Pre-draft measurables
| Height | Weight | Arm length | Hand span |
| 6 ft 3 in (1.91 m) | 265 lb (120 kg) | 33+1⁄8 in (0.84 m) | 9+3⁄4 in (0.25 m) |
All values from Pro Day

===Atlanta Falcons===
Edwards signed with the Atlanta Falcons as an undrafted free agent following the 2020 NFL draft on April 27, 2020. He was waived during final roster cuts on September 5, and signed to the team's practice squad the next day. He was released on September 25, and re-signed to the practice squad on September 29. He was elevated to the active roster on October 24 for the team's week 7 game against the Detroit Lions, and reverted to the practice squad after the game. He was placed on the practice squad/COVID-19 list by the team on December 22, 2020, and restored to the practice squad on January 6, 2021. His practice squad contract with the team expired after the season on January 11, 2021.

===Kansas City Chiefs===
On January 13, 2021, Edwards was signed to the Kansas City Chiefs' practice squad. On February 9, 2021, Edwards re-signed with the Chiefs. He was waived on August 31, 2021, and re-signed to the practice squad the next day. He signed a reserve/future contract with the Chiefs on February 2, 2022. He was released on August 16, 2022.
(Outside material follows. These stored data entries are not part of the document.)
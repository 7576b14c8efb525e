//! Catalog record types.

use serde::{Deserialize, Serialize};
use std::fmt;
use std::str::FromStr;

use crate::error::{Error, InvalidInputError};

use super::{ContentId, ContentPatch, slugify};

/// Kind of catalog entry.
#[derive(Clone, Copy, Debug, PartialEq, Eq, Hash, Serialize, Deserialize)]
#[serde(rename_all = "lowercase")]
pub enum ContentKind {
    Movie,
    Series,
}

impl ContentKind {
    /// Returns the lowercase wire name.
    pub fn as_str(self) -> &'static str {
        match self {
            ContentKind::Movie => "movie",
            ContentKind::Series => "series",
        }
    }
}

impl fmt::Display for ContentKind {
    fn fmt(&self, f: &mut fmt::Formatter<'_>) -> fmt::Result {
        f.write_str(self.as_str())
    }
}

impl FromStr for ContentKind {
    type Err = Error;

    fn from_str(s: &str) -> Result<Self, Self::Err> {
        match s.trim().to_ascii_lowercase().as_str() {
            "movie" | "movies" | "filme" | "filmes" => Ok(ContentKind::Movie),
            "series" | "serie" | "série" | "séries" => Ok(ContentKind::Series),
            other => Err(InvalidInputError::Other {
                message: format!("unknown content type '{}'", other),
            }
            .into()),
        }
    }
}

/// A single catalog entry.
///
/// The serialized shape matches the stored modification log: camelCase
/// field names and `type` for the kind.
#[derive(Debug, Clone, PartialEq, Serialize, Deserialize)]
#[serde(rename_all = "camelCase")]
pub struct ContentRecord {
    pub id: ContentId,
    #[serde(rename = "type")]
    pub kind: ContentKind,
    pub title: String,
    #[serde(default)]
    pub slug: String,
    pub genre: String,
    #[serde(default)]
    pub description: String,
    #[serde(default)]
    pub image: String,
    #[serde(default)]
    pub watch_url: String,
    pub year: i32,
    pub rating: f64,
    /// Running time, movies only (e.g. `"2h 22min"`).
    #[serde(default, skip_serializing_if = "Option::is_none")]
    pub duration: Option<String>,
    /// Season count, series only.
    #[serde(default, skip_serializing_if = "Option::is_none")]
    pub seasons: Option<u32>,
    #[serde(default, skip_serializing_if = "Option::is_none")]
    pub director: Option<String>,
    /// Display order matters; duplicates are kept.
    #[serde(default)]
    pub cast: Vec<String>,
}

impl ContentRecord {
    /// Apply a patch field by field. Present fields win, absent ones keep
    /// their current value.
    pub fn apply(&mut self, patch: &ContentPatch) {
        if let Some(kind) = patch.kind {
            self.kind = kind;
        }
        if let Some(title) = &patch.title {
            self.title = title.clone();
        }
        if let Some(slug) = &patch.slug {
            self.slug = slug.clone();
        }
        if let Some(genre) = &patch.genre {
            self.genre = genre.clone();
        }
        if let Some(description) = &patch.description {
            self.description = description.clone();
        }
        if let Some(image) = &patch.image {
            self.image = image.clone();
        }
        if let Some(watch_url) = &patch.watch_url {
            self.watch_url = watch_url.clone();
        }
        if let Some(year) = patch.year {
            self.year = year;
        }
        if let Some(rating) = patch.rating {
            self.rating = rating;
        }
        if let Some(duration) = &patch.duration {
            self.duration = duration.clone();
        }
        if let Some(seasons) = patch.seasons {
            self.seasons = seasons;
        }
        if let Some(director) = &patch.director {
            self.director = director.clone();
        }
        if let Some(cast) = &patch.cast {
            self.cast = cast.clone();
        }
    }

    /// Returns a copy with the patch applied.
    pub fn patched(&self, patch: &ContentPatch) -> Self {
        let mut record = self.clone();
        record.apply(patch);
        record
    }
}

/// A record without an identity, as submitted to `ContentStore::add`.
#[derive(Debug, Clone, PartialEq, Serialize, Deserialize)]
#[serde(rename_all = "camelCase")]
pub struct ContentDraft {
    #[serde(rename = "type")]
    pub kind: ContentKind,
    pub title: String,
    /// Derived from the title when left empty.
    #[serde(default)]
    pub slug: String,
    pub genre: String,
    #[serde(default)]
    pub description: String,
    #[serde(default)]
    pub image: String,
    #[serde(default)]
    pub watch_url: String,
    pub year: i32,
    pub rating: f64,
    #[serde(default, skip_serializing_if = "Option::is_none")]
    pub duration: Option<String>,
    #[serde(default, skip_serializing_if = "Option::is_none")]
    pub seasons: Option<u32>,
    #[serde(default, skip_serializing_if = "Option::is_none")]
    pub director: Option<String>,
    #[serde(default)]
    pub cast: Vec<String>,
}

impl ContentDraft {
    /// Start a draft with the required fields; the rest default to empty.
    pub fn new(kind: ContentKind, title: impl Into<String>, genre: impl Into<String>) -> Self {
        Self {
            kind,
            title: title.into(),
            slug: String::new(),
            genre: genre.into(),
            description: String::new(),
            image: String::new(),
            watch_url: String::new(),
            year: 0,
            rating: 0.0,
            duration: None,
            seasons: match kind {
                ContentKind::Movie => None,
                ContentKind::Series => Some(1),
            },
            director: None,
            cast: Vec::new(),
        }
    }

    /// Check the draft against the record invariants.
    pub fn validate(&self) -> Result<(), Error> {
        validate_title(&self.title)?;
        validate_rating(self.rating)?;
        if let Some(seasons) = self.seasons {
            validate_seasons(seasons)?;
        }
        Ok(())
    }

    /// Turn the draft into a full record with the given id, deriving the
    /// slug from the title when none was supplied.
    pub fn into_record(self, id: ContentId) -> ContentRecord {
        let slug = if self.slug.trim().is_empty() {
            slugify(&self.title)
        } else {
            self.slug
        };

        ContentRecord {
            id,
            kind: self.kind,
            title: self.title,
            slug,
            genre: self.genre,
            description: self.description,
            image: self.image,
            watch_url: self.watch_url,
            year: self.year,
            rating: self.rating,
            duration: self.duration,
            seasons: self.seasons,
            director: self.director,
            cast: self.cast,
        }
    }
}

/// Split a comma-separated cast list, trimming names and dropping empties.
pub fn parse_cast(input: &str) -> Vec<String> {
    input
        .split(',')
        .map(str::trim)
        .filter(|name| !name.is_empty())
        .map(str::to_string)
        .collect()
}

pub(crate) fn validate_title(title: &str) -> Result<(), Error> {
    if title.trim().is_empty() {
        return Err(InvalidInputError::Title.into());
    }
    Ok(())
}

pub(crate) fn validate_rating(rating: f64) -> Result<(), Error> {
    if !(0.0..=5.0).contains(&rating) {
        return Err(InvalidInputError::Rating { value: rating }.into());
    }
    Ok(())
}

pub(crate) fn validate_seasons(seasons: u32) -> Result<(), Error> {
    if seasons == 0 {
        return Err(InvalidInputError::Seasons.into());
    }
    Ok(())
}

#[cfg(test)]
mod tests {
    use super::*;
    use serde_json::json;

    fn sample() -> ContentRecord {
        ContentRecord {
            id: ContentId::new(1),
            kind: ContentKind::Movie,
            title: "A".to_string(),
            slug: "a".to_string(),
            genre: "Ação".to_string(),
            description: String::new(),
            image: String::new(),
            watch_url: String::new(),
            year: 2020,
            rating: 3.0,
            duration: Some("1h 30min".to_string()),
            seasons: None,
            director: Some("Someone".to_string()),
            cast: vec!["X".to_string(), "Y".to_string()],
        }
    }

    #[test]
    fn deserializes_original_shape() {
        let record: ContentRecord = serde_json::from_value(json!({
            "id": 7,
            "type": "series",
            "title": "Sex Education",
            "slug": "sex-education",
            "genre": "Comédia",
            "description": "",
            "image": "/img.jpg",
            "watchUrl": "https://example.com",
            "year": 2019,
            "rating": 4.5,
            "seasons": 4,
            "cast": ["Asa Butterfield"]
        }))
        .unwrap();

        assert_eq!(record.kind, ContentKind::Series);
        assert_eq!(record.watch_url, "https://example.com");
        assert_eq!(record.seasons, Some(4));
        assert_eq!(record.director, None);
    }

    #[test]
    fn patch_overrides_only_present_fields() {
        let patch = ContentPatch {
            rating: Some(5.0),
            ..ContentPatch::default()
        };
        let patched = sample().patched(&patch);
        assert_eq!(patched.rating, 5.0);
        assert_eq!(patched.title, "A");
        assert_eq!(patched.cast, vec!["X", "Y"]);
    }

    #[test]
    fn patch_can_clear_director() {
        let patch = ContentPatch {
            director: Some(None),
            ..ContentPatch::default()
        };
        assert_eq!(sample().patched(&patch).director, None);
    }

    #[test]
    fn patch_can_turn_a_movie_into_a_series() {
        let patch = ContentPatch {
            kind: Some(ContentKind::Series),
            duration: Some(None),
            seasons: Some(Some(2)),
            ..ContentPatch::default()
        };
        let patched = sample().patched(&patch);
        assert_eq!(patched.kind, ContentKind::Series);
        assert_eq!(patched.duration, None);
        assert_eq!(patched.seasons, Some(2));
    }

    #[test]
    fn draft_derives_slug() {
        let draft = ContentDraft::new(ContentKind::Movie, "Jogos Vorazes", "Ação");
        let record = draft.into_record(ContentId::new(99));
        assert_eq!(record.slug, "jogos-vorazes");
        assert_eq!(record.id, ContentId::new(99));
    }

    #[test]
    fn draft_keeps_explicit_slug() {
        let mut draft = ContentDraft::new(ContentKind::Movie, "Jogos Vorazes", "Ação");
        draft.slug = "hunger-games".to_string();
        assert_eq!(draft.into_record(ContentId::new(1)).slug, "hunger-games");
    }

    #[test]
    fn draft_validation() {
        let mut draft = ContentDraft::new(ContentKind::Series, "Dark", "Drama");
        draft.rating = 4.0;
        assert!(draft.validate().is_ok());

        draft.rating = 5.5;
        assert!(draft.validate().is_err());

        draft.rating = 4.0;
        draft.seasons = Some(0);
        assert!(draft.validate().is_err());

        draft.seasons = Some(3);
        draft.title = "   ".to_string();
        assert!(draft.validate().is_err());
    }

    #[test]
    fn nan_rating_is_rejected() {
        assert!(validate_rating(f64::NAN).is_err());
    }

    #[test]
    fn cast_parsing_trims_and_drops_empties() {
        assert_eq!(
            parse_cast(" Ana , Bruno,, Ana ,"),
            vec!["Ana", "Bruno", "Ana"]
        );
    }

    #[test]
    fn kind_parses_aliases() {
        assert_eq!("Filmes".parse::<ContentKind>().unwrap(), ContentKind::Movie);
        assert_eq!("series".parse::<ContentKind>().unwrap(), ContentKind::Series);
        assert!("podcast".parse::<ContentKind>().is_err());
    }
}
=== Houston Roughnecks ===
On November 17, 2022, Edwards was drafted by the Houston Roughnecks of the XFL. The Roughnecks brand was transferred to the Houston Gamblers when the XFL and USFL merged to create the United Football League (UFL).

=== San Antonio Brahmas ===
On January 5, 2024, Edwards was drafted by the San Antonio Brahmas during the 2024 UFL dispersal draft. He signed with the team on January 31. He was removed from the roster on February 26, 2024.